▶ _What the task requires_
After locating the line with "pub async fn run(&self, mut" in the records below, print it and every line after it exactly.

··· Given records ···

//! Lifecycle wiring for the casita hub
//!
//! [`Hub`] assembles the gesture engine, listener registry, zone locks,
//! and dispatcher from loaded settings and a device command
//! implementation, registers all listeners before the first edge arrives,
//! and consumes the edge stream until the source closes it.
//!
//! The edge source itself (the lighting bridge's button subscription) is
//! an external collaborator: anything able to feed
//! [`EdgeEvent`](casita_core::EdgeEvent)s into an mpsc channel can drive
//! the hub.

use casita_config::Settings;
use casita_core::{EdgeEvent, SharedDeviceCommands};
use casita_dispatch::{register_bindings, ButtonBinding, Dispatcher};
use casita_gesture::{GestureEngine, ListenerRegistry};
use casita_zones::ZoneLocks;
use std::sync::Arc;
use tokio::sync::mpsc;
use tracing::{debug, info, trace};

/// The assembled hub
pub struct Hub {
    engine: GestureEngine,
    registry: Arc<ListenerRegistry>,
    dispatcher: Arc<Dispatcher>,
    bindings: Vec<ButtonBinding>,
}

impl Hub {
    /// Wire up a hub from settings and a bridge client
    pub fn new(settings: &Settings, commands: SharedDeviceCommands) -> Self {
        let registry = Arc::new(ListenerRegistry::new());
        let zones = Arc::new(ZoneLocks::new());
        let dispatcher = Arc::new(Dispatcher::new(
            commands,
            zones,
            settings.dispatch.settle_delay(),
        ));
        let engine = GestureEngine::new(settings.gesture.gesture_config(), registry.clone());

        Self {
            engine,
            registry,
            dispatcher,
            bindings: settings.bindings.clone(),
        }
    }

    /// Register all listeners
    ///
    /// Must complete before the edge source starts delivering events;
    /// registrations after that point are not supported.
    pub fn startup(&self) {
        debug!("running events startup hook");

        // Unmapped hardware is acknowledged silently instead of logging
        // an error per press.
        self.registry
            .register(&[], "unmapped", |button, gesture| async move {
                trace!(button = %button, gesture = %gesture, "ignoring unmapped button");
                Ok(())
            });

        register_bindings(&self.registry, &self.dispatcher, &self.bindings);
        info!(bindings = self.bindings.len(), "listeners registered");
    }

    /// The registry gestures are dispatched through
    pub fn registry(&self) -> &Arc<ListenerRegistry> {
        &self.registry
    }

    /// Feed a single edge, for embedders that bring their own loop
    pub fn handle_edge(&self, event: EdgeEvent) {
        self.engine.handle_edge(event);
    }

    /// Consume the edge stream until the sender side closes
    ///
    /// Listener failures are logged at the emission boundary and never
    /// end this loop.
    pub async fn run(&self, mut edges: mpsc::Receiver<EdgeEvent>) {
        while let Some(event) = edges.recv().await {
            self.engine.handle_edge(event);
        }
        info!("edge stream closed");
    }

    /// Release anything held for shutdown
    ///
    /// Zone locks and classifiers drop with the hub; this only exists so
    /// callers have a symmetric hook to pair with [`Hub::startup`].
    pub async fn shutdown(&self) {
        debug!("running events shutdown hook");
    }
}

···

▶ _Answer space_
    pub async fn run(&self, mut edges: mpsc::Receiver<EdgeEvent>) {
        while let Some(event) = edges.recv().await {
            self.engine.handle_edge(event);
        }
        info!("edge stream closed");
    }

    /// Release anything held for shutdown
    ///
    /// Zone locks and classifiers drop with the hub; this only exists so
    /// callers have a symmetric hook to pair with [`Hub::startup`].
    pub async fn shutdown(&self) {
        debug!("running events shutdown hook");
    }
}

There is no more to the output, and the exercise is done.